Determine how many of the lines below hold the word "BookingService". Give the number and nothing else.

= = = =

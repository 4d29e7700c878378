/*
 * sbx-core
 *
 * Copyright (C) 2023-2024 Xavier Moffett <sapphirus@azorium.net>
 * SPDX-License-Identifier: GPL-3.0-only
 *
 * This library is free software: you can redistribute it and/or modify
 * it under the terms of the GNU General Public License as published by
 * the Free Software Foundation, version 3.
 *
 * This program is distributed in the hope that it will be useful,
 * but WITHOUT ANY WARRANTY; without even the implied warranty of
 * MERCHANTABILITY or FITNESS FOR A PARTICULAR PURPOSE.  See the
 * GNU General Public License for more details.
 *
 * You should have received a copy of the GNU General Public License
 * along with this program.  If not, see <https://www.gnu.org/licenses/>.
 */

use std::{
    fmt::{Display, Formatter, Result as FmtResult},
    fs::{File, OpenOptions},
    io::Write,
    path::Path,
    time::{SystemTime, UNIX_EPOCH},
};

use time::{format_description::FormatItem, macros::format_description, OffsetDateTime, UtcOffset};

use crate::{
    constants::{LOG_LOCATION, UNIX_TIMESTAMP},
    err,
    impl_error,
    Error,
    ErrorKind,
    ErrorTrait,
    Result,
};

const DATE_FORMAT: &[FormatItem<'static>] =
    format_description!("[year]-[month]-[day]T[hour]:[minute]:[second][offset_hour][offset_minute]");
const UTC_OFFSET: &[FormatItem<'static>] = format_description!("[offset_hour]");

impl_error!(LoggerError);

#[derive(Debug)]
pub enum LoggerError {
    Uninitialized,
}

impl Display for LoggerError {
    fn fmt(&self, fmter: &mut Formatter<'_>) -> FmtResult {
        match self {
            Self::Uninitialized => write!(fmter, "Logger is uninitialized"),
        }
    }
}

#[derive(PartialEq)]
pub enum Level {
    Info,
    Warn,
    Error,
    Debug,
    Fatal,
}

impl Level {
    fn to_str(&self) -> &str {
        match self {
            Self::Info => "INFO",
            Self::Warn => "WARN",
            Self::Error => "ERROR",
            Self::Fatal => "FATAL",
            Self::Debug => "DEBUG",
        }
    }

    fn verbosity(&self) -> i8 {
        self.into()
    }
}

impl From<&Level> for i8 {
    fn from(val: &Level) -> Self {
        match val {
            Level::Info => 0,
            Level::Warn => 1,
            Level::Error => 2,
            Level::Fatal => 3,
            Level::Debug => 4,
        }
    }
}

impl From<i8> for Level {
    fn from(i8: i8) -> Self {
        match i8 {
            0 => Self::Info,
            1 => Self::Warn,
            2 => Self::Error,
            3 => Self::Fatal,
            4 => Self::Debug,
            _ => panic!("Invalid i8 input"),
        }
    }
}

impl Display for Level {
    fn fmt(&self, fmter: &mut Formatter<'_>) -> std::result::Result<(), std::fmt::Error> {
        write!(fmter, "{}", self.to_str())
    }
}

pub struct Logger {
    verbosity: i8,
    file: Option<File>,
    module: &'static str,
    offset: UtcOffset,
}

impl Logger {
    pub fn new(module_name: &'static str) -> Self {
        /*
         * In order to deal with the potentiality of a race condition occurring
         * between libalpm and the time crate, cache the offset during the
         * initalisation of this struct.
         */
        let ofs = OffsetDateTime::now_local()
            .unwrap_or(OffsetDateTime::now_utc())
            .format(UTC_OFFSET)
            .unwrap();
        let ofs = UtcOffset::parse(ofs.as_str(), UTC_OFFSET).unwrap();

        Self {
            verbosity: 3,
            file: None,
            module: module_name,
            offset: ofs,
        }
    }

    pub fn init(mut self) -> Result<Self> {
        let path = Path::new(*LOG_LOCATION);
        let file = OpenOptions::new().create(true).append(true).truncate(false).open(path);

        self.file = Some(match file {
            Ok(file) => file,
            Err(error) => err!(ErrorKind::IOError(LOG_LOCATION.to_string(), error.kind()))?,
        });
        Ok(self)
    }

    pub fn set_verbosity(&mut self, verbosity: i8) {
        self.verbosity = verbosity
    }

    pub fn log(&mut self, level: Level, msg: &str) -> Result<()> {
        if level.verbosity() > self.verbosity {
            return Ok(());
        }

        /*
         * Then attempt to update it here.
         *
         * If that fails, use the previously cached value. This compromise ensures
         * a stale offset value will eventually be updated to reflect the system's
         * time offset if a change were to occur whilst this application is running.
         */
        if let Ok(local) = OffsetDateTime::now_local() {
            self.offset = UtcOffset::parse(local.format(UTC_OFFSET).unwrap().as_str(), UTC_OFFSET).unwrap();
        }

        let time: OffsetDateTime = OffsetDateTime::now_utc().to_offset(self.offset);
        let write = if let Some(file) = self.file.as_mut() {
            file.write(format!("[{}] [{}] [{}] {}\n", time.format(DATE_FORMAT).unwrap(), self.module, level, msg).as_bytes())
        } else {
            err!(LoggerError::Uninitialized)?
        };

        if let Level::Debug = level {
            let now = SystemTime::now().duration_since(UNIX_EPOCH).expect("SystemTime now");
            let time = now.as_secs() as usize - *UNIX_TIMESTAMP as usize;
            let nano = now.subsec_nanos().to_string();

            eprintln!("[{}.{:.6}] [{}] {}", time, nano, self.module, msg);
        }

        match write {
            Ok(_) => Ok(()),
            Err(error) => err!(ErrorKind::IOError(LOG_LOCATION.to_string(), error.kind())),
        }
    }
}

= = = =

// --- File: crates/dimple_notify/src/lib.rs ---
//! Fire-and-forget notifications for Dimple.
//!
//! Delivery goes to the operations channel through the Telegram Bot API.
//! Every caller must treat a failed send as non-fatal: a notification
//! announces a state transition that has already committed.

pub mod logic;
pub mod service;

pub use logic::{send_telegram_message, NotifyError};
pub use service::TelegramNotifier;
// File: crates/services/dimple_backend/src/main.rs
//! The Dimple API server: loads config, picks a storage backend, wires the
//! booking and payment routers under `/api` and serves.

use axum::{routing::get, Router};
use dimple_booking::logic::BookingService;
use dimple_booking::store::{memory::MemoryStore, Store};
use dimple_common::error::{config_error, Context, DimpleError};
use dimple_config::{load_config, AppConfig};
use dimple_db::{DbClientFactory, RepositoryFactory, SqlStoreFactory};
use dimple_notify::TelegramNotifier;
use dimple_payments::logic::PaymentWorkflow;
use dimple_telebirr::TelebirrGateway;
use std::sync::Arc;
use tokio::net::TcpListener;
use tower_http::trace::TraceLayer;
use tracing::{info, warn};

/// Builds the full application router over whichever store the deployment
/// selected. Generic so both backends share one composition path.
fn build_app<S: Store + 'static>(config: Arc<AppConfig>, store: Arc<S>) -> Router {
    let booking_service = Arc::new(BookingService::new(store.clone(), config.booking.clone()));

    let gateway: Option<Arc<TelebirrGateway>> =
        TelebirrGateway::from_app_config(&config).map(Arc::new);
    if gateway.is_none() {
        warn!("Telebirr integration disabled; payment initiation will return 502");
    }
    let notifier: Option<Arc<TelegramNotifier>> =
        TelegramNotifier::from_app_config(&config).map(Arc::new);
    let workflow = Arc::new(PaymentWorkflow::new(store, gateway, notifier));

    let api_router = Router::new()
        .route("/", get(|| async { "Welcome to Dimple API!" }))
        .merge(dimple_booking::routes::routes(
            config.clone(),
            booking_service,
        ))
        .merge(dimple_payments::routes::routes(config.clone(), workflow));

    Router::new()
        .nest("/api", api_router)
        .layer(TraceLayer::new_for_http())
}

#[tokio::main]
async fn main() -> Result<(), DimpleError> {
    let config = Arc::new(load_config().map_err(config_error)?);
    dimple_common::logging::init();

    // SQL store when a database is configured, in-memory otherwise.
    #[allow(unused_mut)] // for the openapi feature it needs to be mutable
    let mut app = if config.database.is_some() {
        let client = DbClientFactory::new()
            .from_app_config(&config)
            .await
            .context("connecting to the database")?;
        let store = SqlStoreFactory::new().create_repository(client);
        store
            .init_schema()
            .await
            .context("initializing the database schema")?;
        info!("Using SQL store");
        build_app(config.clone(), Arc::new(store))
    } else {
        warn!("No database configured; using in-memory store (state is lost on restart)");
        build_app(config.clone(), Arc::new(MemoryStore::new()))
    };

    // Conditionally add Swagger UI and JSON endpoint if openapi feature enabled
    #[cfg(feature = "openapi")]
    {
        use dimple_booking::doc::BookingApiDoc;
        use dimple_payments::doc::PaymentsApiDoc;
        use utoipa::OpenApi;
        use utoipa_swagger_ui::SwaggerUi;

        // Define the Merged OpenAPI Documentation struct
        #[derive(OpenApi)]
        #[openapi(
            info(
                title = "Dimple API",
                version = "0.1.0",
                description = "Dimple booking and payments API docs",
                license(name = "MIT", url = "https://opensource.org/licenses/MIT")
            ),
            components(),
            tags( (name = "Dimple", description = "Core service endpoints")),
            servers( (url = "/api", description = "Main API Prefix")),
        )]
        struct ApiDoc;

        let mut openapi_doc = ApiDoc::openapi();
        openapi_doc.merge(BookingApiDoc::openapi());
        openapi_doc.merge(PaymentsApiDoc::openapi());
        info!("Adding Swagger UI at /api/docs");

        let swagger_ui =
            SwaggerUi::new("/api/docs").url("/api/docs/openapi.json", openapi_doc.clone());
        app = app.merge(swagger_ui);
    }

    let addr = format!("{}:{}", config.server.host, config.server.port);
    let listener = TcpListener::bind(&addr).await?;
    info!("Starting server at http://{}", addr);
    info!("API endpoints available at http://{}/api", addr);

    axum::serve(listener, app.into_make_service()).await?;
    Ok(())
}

= = = =

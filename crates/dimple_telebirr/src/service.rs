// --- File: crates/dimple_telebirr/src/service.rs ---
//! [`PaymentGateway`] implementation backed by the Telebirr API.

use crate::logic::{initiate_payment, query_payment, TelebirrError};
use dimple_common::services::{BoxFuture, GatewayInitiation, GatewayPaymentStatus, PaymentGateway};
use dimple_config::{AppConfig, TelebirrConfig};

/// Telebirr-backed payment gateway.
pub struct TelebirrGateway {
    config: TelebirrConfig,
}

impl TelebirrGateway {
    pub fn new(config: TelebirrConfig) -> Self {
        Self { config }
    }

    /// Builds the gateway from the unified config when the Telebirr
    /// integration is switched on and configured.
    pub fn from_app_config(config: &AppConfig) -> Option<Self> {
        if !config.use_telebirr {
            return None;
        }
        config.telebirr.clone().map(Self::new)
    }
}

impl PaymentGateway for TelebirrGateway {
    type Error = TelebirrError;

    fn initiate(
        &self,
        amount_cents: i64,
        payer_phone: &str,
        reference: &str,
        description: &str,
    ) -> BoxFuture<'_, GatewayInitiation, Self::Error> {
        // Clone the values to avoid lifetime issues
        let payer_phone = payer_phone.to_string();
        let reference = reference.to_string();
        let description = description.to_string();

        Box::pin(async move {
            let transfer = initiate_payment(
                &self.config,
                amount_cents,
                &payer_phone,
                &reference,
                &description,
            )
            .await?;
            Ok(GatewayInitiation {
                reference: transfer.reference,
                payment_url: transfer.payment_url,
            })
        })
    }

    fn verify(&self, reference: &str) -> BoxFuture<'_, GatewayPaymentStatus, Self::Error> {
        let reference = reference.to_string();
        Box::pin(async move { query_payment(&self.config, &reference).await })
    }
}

= = = =

Solution below -
2